R.C. – É arriscado e exige agilidade – uma vez que você decide, tem que partir para isso. Nessa situação, deixamos um programa em stand-by pronto e tentamos fechar o que representa o factual. Então, se não conseguirmos elementos suficientes, tem um programa na reserva. Mas é bom que você tenha a oportunidade de realizar reportagens rapidamente, que reflitam a atualidade.

Dá para começar do zero ou a pauta tem que estar encaminhada?

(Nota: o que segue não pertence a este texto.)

//! Subscriber registries for peer events

use crate::connection::RemoteTrack;
use crate::media::MediaTrack;
use crate::sdp::IceCandidate;
use std::sync::atomic::{AtomicU64, Ordering};
use std::sync::Arc;

static NEXT_SUBSCRIPTION: AtomicU64 = AtomicU64::new(1);

/// Handle returned by every `on_*` registration, accepted by `Peer::unsubscribe`
#[derive(Debug, Clone, Copy, PartialEq, Eq, Hash)]
pub struct SubscriptionId(u64);

impl SubscriptionId {
    fn next() -> Self {
        SubscriptionId(NEXT_SUBSCRIPTION.fetch_add(1, Ordering::Relaxed))
    }
}

pub type CandidateHandler = Arc<dyn Fn(IceCandidate) + Send + Sync>;
pub type GatheringDoneHandler = Arc<dyn Fn() + Send + Sync>;
pub type StreamEndedHandler = Arc<dyn Fn(MediaTrack) + Send + Sync>;
pub type TrackHandler = Arc<dyn Fn(RemoteTrack) + Send + Sync>;
pub type NegotiationNeededHandler = Arc<dyn Fn() + Send + Sync>;

/// Ordered set of handlers keyed by subscription id
///
/// Not synchronized; owners keep it behind their own lock and call the
/// handlers from a [`Subscribers::snapshot`] after releasing it.
pub(crate) struct Subscribers<T: ?Sized> {
    entries: Vec<(SubscriptionId, Arc<T>)>,
}

impl<T: ?Sized> Subscribers<T> {
    pub(crate) fn new() -> Self {
        Self {
            entries: Vec::new(),
        }
    }

    pub(crate) fn add(&mut self, handler: Arc<T>) -> SubscriptionId {
        let id = SubscriptionId::next();
        self.entries.push((id, handler));
        id
    }

    pub(crate) fn remove(&mut self, id: SubscriptionId) -> bool {
        let before = self.entries.len();
        self.entries.retain(|(entry, _)| *entry != id);
        self.entries.len() != before
    }

    pub(crate) fn snapshot(&self) -> Vec<Arc<T>> {
        self.entries.iter().map(|(_, h)| Arc::clone(h)).collect()
    }

    pub(crate) fn is_empty(&self) -> bool {
        self.entries.is_empty()
    }

    pub(crate) fn clear(&mut self) {
        self.entries.clear();
    }
}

R.C. – Dá para partir do zero, sim. Envolve experiência. Claro que um programa feito dessa forma não vai ter acabamento tão perfeito como os outros. Mas tem que ter programas que refletem o momento. Isso equivale uma mentalidade para mim, para o editor executivo, para o produtor, o editor. Todo mundo tem que ter essa adrenalina. A minha equipe adora quando tem que virar um programa rapidamente e todo mundo se organiza e divide as funções. O jornalismo vive dessa adrenalina. Nada do que não gostamos de fazer. A hora que a gente perder isso, perdeu a essência.

Quais cuidados são tomados com os produtores que ficam infiltrados? Como fazem para que os nomes deles não sejam divulgados?

R.C. – Todo produtor investigativo tem que ter noção de que trata-se de um trabalho que envolve risco. Temos que minimizar isso com experiência. A nossa obrigação é que a pessoa esteja ciente de tudo isso. Precisamos infiltrar pessoas em algumas matérias e, às vezes, temos que fazer pautas com outras pessoas que não estão no nosso grupo diário porque o nome dela nunca apareceu em nenhum crédito. É importante isso. Tem que contar com pessoas que jamais apareceram. Nós damos créditos, é natural, o profissional quer que o nome dele esteja ali. Mas em determinado tipo de ação você não pode, tem que selecionar outro tipo de jornalista. Por exemplo, a menina que se infiltrou para apurar a matéria no mundo da moda. Naquela ocasião, precisávamos de alguém com características de modelo, mas que fosse jornalista. Demorou para conseguir alguém especial para isso, mas conseguimos. Podemos chamar alguém de fora ou do jornalismo do SBT.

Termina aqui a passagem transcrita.